Deadly liver cancer rewires cell metabolism to grow, study finds

A deadly liver cancer that mainly affects children and young adults rewires its cellular metabolism in order to thrive, according to a new study that opens the door to exploring new targets for therapies.

Fibrolamellar carcinoma, which does not respond to conventional treatments, accounts for only 1–2% of all liver cancers, but is without standard of care and has often metastasized by the time it is detected, leaving patients with approximately a year to live on average.

While many cancers prefer glucose to promote their survival, some show dependence on other nutrients. Fibrolamellar carcinoma depends on glutamine for energy production, and also seems to place a strong emphasis on serine utilization for this purpose as well, according to the study.

"There appears to be with this cancer an impairment in metabolizing sugar and it actually seems to be very keen on amino acids, which is something that deviates from the norm in terms of what the general public typically think about cancer," said Donald Long Jr., the study's lead author, Howard Hughes Medical Institute Gilliam Fellow, and a doctoral candidate in the lab of senior author Praveen Sethupathy '03, professor of physiological genomics and chair of the Department of Biomedical Sciences in the College of Veterinary Medicine.

The paper, "Proteo-metabolomics and Patient Tumor Slice Experiments Point to Amino Acid Centrality for Rewired Mitochondria in Fibrolamellar Carcinoma," published Aug. 28 in the journal Cell Reports Medicine.

"Our findings point to specific features of the cancer that represent therapeutic vulnerabilities, and could be very useful for testing specific drug combinations," Sethupathy said.
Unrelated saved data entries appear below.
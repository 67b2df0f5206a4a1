//! OAuth 2.0 authorization-code flow for the SmartThings integration.
//!
//! 1. `start_auth_flow()` issues a CSRF state and logs the authorization URL
//! 2. The operator authorizes on the provider's site
//! 3. The provider redirects to `<base_url>/oauth/callback`
//! 4. `handle_callback()` checks the state, exchanges the code for tokens and
//!    stores them
//! 5. `refresh()` keeps the access token valid; when the refresh token itself
//!    has lapsed the flow restarts at step 1

mod exchange;
mod provider;
mod state_manager;

pub use provider::{redirect_uri, OAuthProviderConfig, CALLBACK_PATH, OAUTH_SCOPE};
pub use state_manager::CallbackValidator;

use crate::config::OAuthConfig;
use crate::credentials::{CredentialRecord, CredentialStore};
use crate::error::{AuthError, Result};
use crate::scheduler::CredentialLifecycle;
use async_trait::async_trait;
use axum::{
    http::StatusCode,
    response::{Html, IntoResponse, Response},
};
use chrono::{Duration, Utc};
use serde::Serialize;
use std::collections::HashMap;
use std::sync::atomic::{AtomicBool, Ordering};
use std::sync::Arc;
use tracing::{debug, error, info, warn};

const SUCCESS_PAGE: &str = "<!DOCTYPE html><html><head><title>SmartThings connected</title></head>\
<body><h1>SmartThings connected</h1><p>Authorization complete. You can close this window.</p></body></html>";

const FAILURE_PAGE: &str = "<!DOCTYPE html><html><head><title>SmartThings authorization failed</title></head>\
<body><h1>Authorization failed</h1><p>The SmartThings authorization could not be completed. \
Check the service log and start the authorization again.</p></body></html>";

/// Where the flow currently stands
#[derive(Clone, Copy, Debug, PartialEq, Eq, Serialize)]
#[serde(rename_all = "snake_case")]
pub enum FlowState {
    Unauthenticated,
    AwaitingCallback,
    Authenticated,
}

/// Result of a refresh attempt that did not fail operationally
#[derive(Debug)]
pub enum RefreshOutcome {
    /// A new token pair was stored
    Refreshed(CredentialRecord),
    /// The refresh token had lapsed; credentials were cleared and a new
    /// authorization was started
    ReauthorizationRequired { authorization_url: String },
    /// The record was reset or replaced while the request was in flight; the
    /// new tokens were discarded
    Superseded,
}

/// HTTP response handed back to the webhook listener for a callback
#[derive(Debug, Clone, PartialEq, Eq)]
pub struct CallbackResponse {
    pub status: StatusCode,
    pub body: String,
}

impl CallbackResponse {
    fn success() -> Self {
        Self {
            status: StatusCode::OK,
            body: SUCCESS_PAGE.to_string(),
        }
    }

    fn failure() -> Self {
        Self {
            status: StatusCode::INTERNAL_SERVER_ERROR,
            body: FAILURE_PAGE.to_string(),
        }
    }
}

impl IntoResponse for CallbackResponse {
    fn into_response(self) -> Response {
        (self.status, Html(self.body)).into_response()
    }
}

/// Drives authorization, callback handling and refresh.
///
/// # Security
/// - Every authorization URL carries a fresh single-use state
/// - The state is consumed by the first callback, valid or not
/// - Client credentials are only sent to the token endpoint
pub struct OAuthFlowController {
    provider: OAuthProviderConfig,
    store: Arc<CredentialStore>,
    validator: CallbackValidator,
    http_client: reqwest::Client,
    /// An authorization URL was issued and no callback has completed it yet
    awaiting_callback: AtomicBool,
}

impl OAuthFlowController {
    pub fn new(
        provider: OAuthProviderConfig,
        store: Arc<CredentialStore>,
        state_ttl: Duration,
    ) -> Self {
        Self {
            provider,
            store,
            validator: CallbackValidator::new(state_ttl),
            http_client: reqwest::Client::new(),
            awaiting_callback: AtomicBool::new(false),
        }
    }

    pub fn from_config(config: &OAuthConfig, store: Arc<CredentialStore>) -> Self {
        Self::new(
            OAuthProviderConfig::from_config(config),
            store,
            config.state_ttl(),
        )
    }

    pub fn store(&self) -> &Arc<CredentialStore> {
        &self.store
    }

    pub fn redirect_uri(&self) -> &str {
        &self.provider.redirect_uri
    }

    pub fn state(&self) -> FlowState {
        if self.store.current().is_some() {
            FlowState::Authenticated
        } else if self.awaiting_callback.load(Ordering::Acquire) {
            FlowState::AwaitingCallback
        } else {
            FlowState::Unauthenticated
        }
    }

    /// Issue a new CSRF state and return the authorization URL.
    ///
    /// The URL is also logged; the operator opens it out of band.
    pub fn start_auth_flow(&self) -> String {
        let state = self.validator.issue();
        let url = self.provider.build_auth_url(&state);
        self.awaiting_callback.store(true, Ordering::Release);

        info!(
            redirect_uri = %self.provider.redirect_uri,
            authorization_url = %url,
            "SmartThings authorization required, open the authorization URL to continue"
        );

        url
    }

    /// Handle the provider redirect and render the page shown to the operator.
    pub async fn handle_callback(&self, query: &HashMap<String, String>) -> CallbackResponse {
        match self.complete_callback(query).await {
            Ok(_) => CallbackResponse::success(),
            Err(e) => {
                warn!(error = %e, "OAuth callback failed");
                CallbackResponse::failure()
            }
        }
    }

    /// Same as [`handle_callback`](Self::handle_callback), for listeners that
    /// forward the raw query string.
    pub async fn handle_callback_query(&self, raw_query: &str) -> CallbackResponse {
        match serde_urlencoded::from_str::<HashMap<String, String>>(raw_query) {
            Ok(query) => self.handle_callback(&query).await,
            Err(e) => {
                self.validator.discard();
                warn!(error = %e, "Unparseable OAuth callback query");
                CallbackResponse::failure()
            }
        }
    }

    /// Validate a callback and exchange its code for stored credentials.
    ///
    /// # Errors
    /// - `InvalidCallback` for provider errors, missing parameters or a state
    ///   mismatch; the pending state is consumed and the stored record is left
    ///   untouched
    /// - `TokenExchangeFailed` / `InvalidTokenResponse` when the token endpoint
    ///   call fails; the flow stays in `AwaitingCallback`
    pub async fn complete_callback(
        &self,
        query: &HashMap<String, String>,
    ) -> Result<CredentialRecord> {
        if let Some(error) = query.get("error") {
            self.validator.discard();
            let description = query
                .get("error_description")
                .map(String::as_str)
                .unwrap_or("Unknown error");
            return Err(AuthError::InvalidCallback(format!(
                "provider returned {}: {}",
                error, description
            )));
        }

        let (Some(code), Some(state)) = (param(query, "code"), param(query, "state")) else {
            self.validator.discard();
            return Err(AuthError::InvalidCallback(
                "missing 'code' or 'state' parameter".to_string(),
            ));
        };

        if !self.validator.validate(state) {
            return Err(AuthError::InvalidCallback(
                "state does not match a pending authorization (possible CSRF attack)".to_string(),
            ));
        }

        let issued_at = Utc::now();
        let update = exchange::exchange_code_for_token(&self.http_client, &self.provider, code)
            .await
            .map_err(|e| {
                error!(error = %e, "Authorization code exchange failed");
                e
            })?;

        let record = self.store.update(update, issued_at)?;
        self.awaiting_callback.store(false, Ordering::Release);

        info!(
            installed_app_id = ?record.installed_app_id,
            location_id = ?record.location_id,
            "OAuth flow completed successfully"
        );

        Ok(record)
    }

    /// Exchange the stored refresh token for a new token pair.
    ///
    /// # Errors
    /// - `NotAuthenticated` when there is no record
    /// - the exchange error when the call fails while the refresh token is
    ///   still valid; the record is kept and the caller may retry
    ///
    /// The result is only stored if the record the request started from is
    /// still current when the response arrives.
    pub async fn refresh(&self) -> Result<RefreshOutcome> {
        let Some((current, generation)) = self.store.current_with_generation() else {
            return Err(AuthError::NotAuthenticated);
        };

        if !self.store.is_refresh_valid(Utc::now()) {
            return Ok(self.reauthorize(&AuthError::RefreshTokenExpired));
        }

        let issued_at = Utc::now();
        let result = exchange::refresh_access_token(
            &self.http_client,
            &self.provider,
            &current.refresh_token,
        )
        .await;

        match result {
            Ok(update) => match self.store.update_if(generation, update, issued_at)? {
                Some(record) => {
                    info!(
                        access_expires_at = %record.access_expires_at,
                        "OAuth token refreshed successfully"
                    );
                    Ok(RefreshOutcome::Refreshed(record))
                }
                None => {
                    info!("Credentials changed during refresh, discarding refreshed tokens");
                    Ok(RefreshOutcome::Superseded)
                }
            },
            Err(e) if self.store.generation() != generation => {
                debug!(error = %e, "Refresh failed after credentials changed, ignoring");
                Ok(RefreshOutcome::Superseded)
            }
            Err(e) if self.store.is_refresh_valid(Utc::now()) => {
                warn!(error = %e, "Token refresh failed, keeping current credentials");
                Err(e)
            }
            Err(e) => Ok(self.reauthorize(&e)),
        }
    }

    /// Forget the stored credentials and any pending authorization.
    pub fn reset(&self) {
        self.validator.discard();
        self.awaiting_callback.store(false, Ordering::Release);
        self.store.clear();
        info!("SmartThings credentials reset");
    }

    fn reauthorize(&self, cause: &AuthError) -> RefreshOutcome {
        warn!(cause = %cause, "Refresh token no longer usable, re-authorization required");
        self.store.clear();
        RefreshOutcome::ReauthorizationRequired {
            authorization_url: self.start_auth_flow(),
        }
    }
}

/// Non-empty query parameter
fn param<'a>(query: &'a HashMap<String, String>, name: &str) -> Option<&'a str> {
    query
        .get(name)
        .map(String::as_str)
        .filter(|v| !v.is_empty())
}

#[async_trait]
impl CredentialLifecycle for OAuthFlowController {
    async fn refresh(&self) -> Result<RefreshOutcome> {
        OAuthFlowController::refresh(self).await
    }

    fn start_auth_flow(&self) -> String {
        OAuthFlowController::start_auth_flow(self)
    }
}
In the study, the researchers used proteomics (to determine the spectrum of proteins in the cancer cells) and metabolomics (the spectrum of metabolites) and identified more than 8,000 proteins and 135 metabolites. They obtained frozen patient tissue samples from the Fibrolamellar Cancer Foundation Biobank and developed a predictive model based on the omics data that was generated in collaboration with co-author Lukas Orre, an associate professor at the Karolinska Institute in Sweden.

Several key aspects of the model were experimentally validated via functional studies using fresh tumor tissue slices directly from patients, in collaboration with co-author Taranjit Gujral, an associate professor at the Fred Hutchinson Cancer Center.

Under normal circumstances, the glycolytic pathway breaks down glucose to form a metabolite called pyruvate, which then enters the mitochondria (the cell's powerhouse) and is used to produce ATP, a small molecule that stores chemical energy used to power the cell's biochemical reactions.

"We saw from our analysis of the proteomic and metabolomic data, and additional experiments in a cell model of fibrolamellar carcinoma, that this pathway was impaired," Long said.

The researchers then identified a liver-specific protein, called serine dehydratase, as the 10th-most upregulated protein in the proteomics dataset. This enzyme can convert the amino acid serine into pyruvate. The pyruvate then follows the usual path into the mitochondria to produce ATP.

In tests using the fresh patient cancer tissue slices, the researchers inhibited serine dehydratase and found the cancer tissues became much less viable. A drug that blocks pyruvate entry into the mitochondria also dramatically affected the survival of the fibrolamellar cancer tissues.

The researchers also predict another use of pyruvate, where the metabolite is also employed in the production of proline. Proline is a non-essential amino acid that is integral to making collagen, the primary building block of connective tissue.

One of the hallmarks of fibrolamellar carcinoma is that its tumors have fibrous bands of collagen running through them.

"It looks like, potentially, the mitochondria is being rewired to produce copious amounts of proline, presumably to integrate into this collagen matrix that promotes the tumor's growth," Long said.

Co-authors also included Rosanna Ma and Adam Francisco in the Sethupathy lab; Nathaniel Vacanti, assistant professor, Joeva Barrow, assistant professor, and Pei-Yin Tsai, a doctoral student, all in the Division of Nutritional Sciences in the College of Human Ecology; and researchers from UCLA, the Johns Hopkins University School of Medicine and Rutgers University.